DATA PROVIDED |

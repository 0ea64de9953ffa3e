// src/models/region.rs

use serde::{Deserialize, Serialize};
use sqlx::prelude::FromRow;
use validator::{Validate, ValidationError};

/// The closed set of South African provinces a region may belong to.
pub const PROVINCES: [&str; 9] = [
    "Eastern Cape",
    "Free State",
    "Gauteng",
    "KwaZulu-Natal",
    "Limpopo",
    "Mpumalanga",
    "Northern Cape",
    "North West",
    "Western Cape",
];

/// Represents a row of the 'regions' table.
///
/// Regions are never hard-deleted; `is_active` soft-disables them and every
/// read path filters on it.
#[derive(Debug, Clone, FromRow)]
pub struct RegionRow {
    pub id: i64,
    pub name: String,
    pub township: String,
    pub city: String,
    pub province: String,
    pub latitude: Option<f64>,
    pub longitude: Option<f64>,
    pub is_active: bool,
    pub created_at: Option<chrono::DateTime<chrono::Utc>>,
}

/// Geographic point, constrained to the national bounding box.
#[derive(Debug, Clone, Serialize, Deserialize, Validate)]
pub struct Coordinates {
    #[validate(range(min = -35.0, max = -22.0, message = "Invalid latitude"))]
    pub latitude: f64,
    #[validate(range(min = 16.0, max = 33.0, message = "Invalid longitude"))]
    pub longitude: f64,
}

/// Wire shape of a region: latitude/longitude folded into an optional
/// `coordinates` object, matching what the client renders on the map.
#[derive(Debug, Serialize)]
#[serde(rename_all = "camelCase")]
pub struct RegionResponse {
    pub id: i64,
    pub name: String,
    pub township: String,
    pub city: String,
    pub province: String,
    pub coordinates: Option<Coordinates>,
    pub is_active: bool,
    pub created_at: Option<chrono::DateTime<chrono::Utc>>,
}

impl From<RegionRow> for RegionResponse {
    fn from(row: RegionRow) -> Self {
        let coordinates = match (row.latitude, row.longitude) {
            (Some(latitude), Some(longitude)) => Some(Coordinates {
                latitude,
                longitude,
            }),
            _ => None,
        };
        RegionResponse {
            id: row.id,
            name: row.name,
            township: row.township,
            city: row.city,
            province: row.province,
            coordinates,
            is_active: row.is_active,
            created_at: row.created_at,
        }
    }
}

/// DTO for creating a new region (admin only).
#[derive(Debug, Deserialize, Validate)]
pub struct CreateRegionRequest {
    #[validate(length(
        min = 1,
        max = 100,
        message = "Region name must be between 1 and 100 characters"
    ))]
    pub name: String,
    #[validate(length(
        min = 1,
        max = 100,
        message = "Township must be between 1 and 100 characters"
    ))]
    pub township: String,
    #[validate(length(
        min = 1,
        max = 100,
        message = "City must be between 1 and 100 characters"
    ))]
    pub city: String,
    #[validate(custom(function = validate_province))]
    pub province: String,
    #[validate(nested)]
    pub coordinates: Option<Coordinates>,
}

/// Validates that a province belongs to the fixed set.
fn validate_province(province: &str) -> Result<(), ValidationError> {
    if !PROVINCES.contains(&province) {
        let mut err = ValidationError::new("invalid_province");
        err.message = Some("Province must be one of the 9 South African provinces".into());
        return Err(err);
    }
    Ok(())
}

/// Query parameters for listing regions.
#[derive(Debug, Deserialize)]
pub struct RegionListParams {
    pub province: Option<String>,
    pub city: Option<String>,
    pub township: Option<String>,
    pub search: Option<String>,
}

/// Projection for the townships-by-province endpoint.
#[derive(Debug, Serialize, FromRow)]
pub struct TownshipEntry {
    pub township: String,
    pub city: String,
}
// src/handlers/mod.rs

pub mod auth;
pub mod listings;
pub mod regions;
pub mod users;
use std::path::{Path, PathBuf};
use std::process::Command;

use log::debug;

use crate::error::{Error, Result};

use super::{base_name, ConversionProvider, DOCX_EXTENSION, PAGES_EXTENSION};

pub const DEFAULT_BINARY: &str = "soffice";
const NAME: &str = "libreoffice";

/// Headless LibreOffice (`soffice --convert-to docx`) run inside a scratch directory.
pub struct LibreOfficeProvider {
    binary: PathBuf,
}

impl Default for LibreOfficeProvider {
    fn default() -> Self {
        Self::new(DEFAULT_BINARY)
    }
}

impl LibreOfficeProvider {
    pub fn new(binary: impl Into<PathBuf>) -> Self {
        Self {
            binary: binary.into(),
        }
    }

    /// The configured binary when it is a path, otherwise the first match on `PATH`.
    pub fn resolve_binary(&self) -> Option<PathBuf> {
        if self.binary.components().count() > 1 || self.binary.is_absolute() {
            return self.binary.is_file().then(|| self.binary.clone());
        }
        let path_var = std::env::var_os("PATH")?;
        std::env::split_paths(&path_var).find_map(|dir| find_in_dir(&dir, &self.binary))
    }
}

fn find_in_dir(dir: &Path, binary: &Path) -> Option<PathBuf> {
    let cand = dir.join(binary);
    if cand.is_file() {
        return Some(cand);
    }
    if cfg!(windows) {
        let exe = cand.with_extension("exe");
        if exe.is_file() {
            return Some(exe);
        }
    }
    None
}

/// Name used inside the scratch directory; never escapes it.
fn scratch_file_name(file_name: &str) -> String {
    let name = base_name(file_name).trim();
    if name.is_empty() || name.starts_with('.') {
        format!("input{PAGES_EXTENSION}")
    } else {
        name.to_string()
    }
}

/// `-env:UserInstallation` pointing at a per-run profile, so parallel runs never share a lock.
fn user_installation_arg(profile_dir: &Path) -> Result<String> {
    let url = url::Url::from_directory_path(profile_dir).map_err(|_| {
        Error::provider(NAME, format!("bad profile dir {}", profile_dir.display()))
    })?;
    Ok(format!("-env:UserInstallation={url}"))
}

impl ConversionProvider for LibreOfficeProvider {
    fn name(&self) -> &str {
        NAME
    }

    fn is_available(&self) -> bool {
        self.resolve_binary().is_some()
    }

    fn convert(&self, input: &[u8], file_name: &str) -> Result<Vec<u8>> {
        let binary = self
            .resolve_binary()
            .ok_or_else(|| Error::provider(NAME, format!("{} not found", self.binary.display())))?;

        let dir = tempfile::Builder::new().prefix("toolhub-lo-").tempdir()?;
        let input_name = scratch_file_name(file_name);
        let input_path = dir.path().join(&input_name);
        std::fs::write(&input_path, input)?;

        let profile = user_installation_arg(&dir.path().join("profile"))?;

        debug!("running {} on {}", binary.display(), input_path.display());
        let output = Command::new(&binary)
            .arg(profile)
            .arg("--headless")
            .arg("--convert-to")
            .arg("docx")
            .arg("--outdir")
            .arg(dir.path())
            .arg(&input_path)
            .output()
            .map_err(|e| Error::provider(NAME, format!("spawn {}: {e}", binary.display())))?;
        if !output.status.success() {
            let stderr = String::from_utf8_lossy(&output.stderr);
            return Err(Error::provider(
                NAME,
                format!("exit status {}: {}", output.status, stderr.trim()),
            ));
        }

        let stem = Path::new(&input_name)
            .file_stem()
            .map(|s| s.to_string_lossy().into_owned())
            .unwrap_or_else(|| "input".to_string());
        let out_path = dir.path().join(format!("{stem}{DOCX_EXTENSION}"));
        std::fs::read(&out_path).map_err(|e| {
            Error::provider(NAME, format!("no output at {}: {e}", out_path.display()))
        })
    }
}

YOUR OBJECTIVE | Could you restate word for word the lines above from the one containing "pub struct Coordinates" through the one containing "#[derive(Debug, Deserialize, Validate)]", both included, and nothing else?

ANSWER SPACE |
pub struct Coordinates {
    #[validate(range(min = -35.0, max = -22.0, message = "Invalid latitude"))]
    pub latitude: f64,
    #[validate(range(min = 16.0, max = 33.0, message = "Invalid longitude"))]
    pub longitude: f64,
}

/// Wire shape of a region: latitude/longitude folded into an optional
/// `coordinates` object, matching what the client renders on the map.
#[derive(Debug, Serialize)]
#[serde(rename_all = "camelCase")]
pub struct RegionResponse {
    pub id: i64,
    pub name: String,
    pub township: String,
    pub city: String,
    pub province: String,
    pub coordinates: Option<Coordinates>,
    pub is_active: bool,
    pub created_at: Option<chrono::DateTime<chrono::Utc>>,
}

impl From<RegionRow> for RegionResponse {
    fn from(row: RegionRow) -> Self {
        let coordinates = match (row.latitude, row.longitude) {
            (Some(latitude), Some(longitude)) => Some(Coordinates {
                latitude,
                longitude,
            }),
            _ => None,
        };
        RegionResponse {
            id: row.id,
            name: row.name,
            township: row.township,
            city: row.city,
            province: row.province,
            coordinates,
            is_active: row.is_active,
            created_at: row.created_at,
        }
    }
}

/// DTO for creating a new region (admin only).
#[derive(Debug, Deserialize, Validate)]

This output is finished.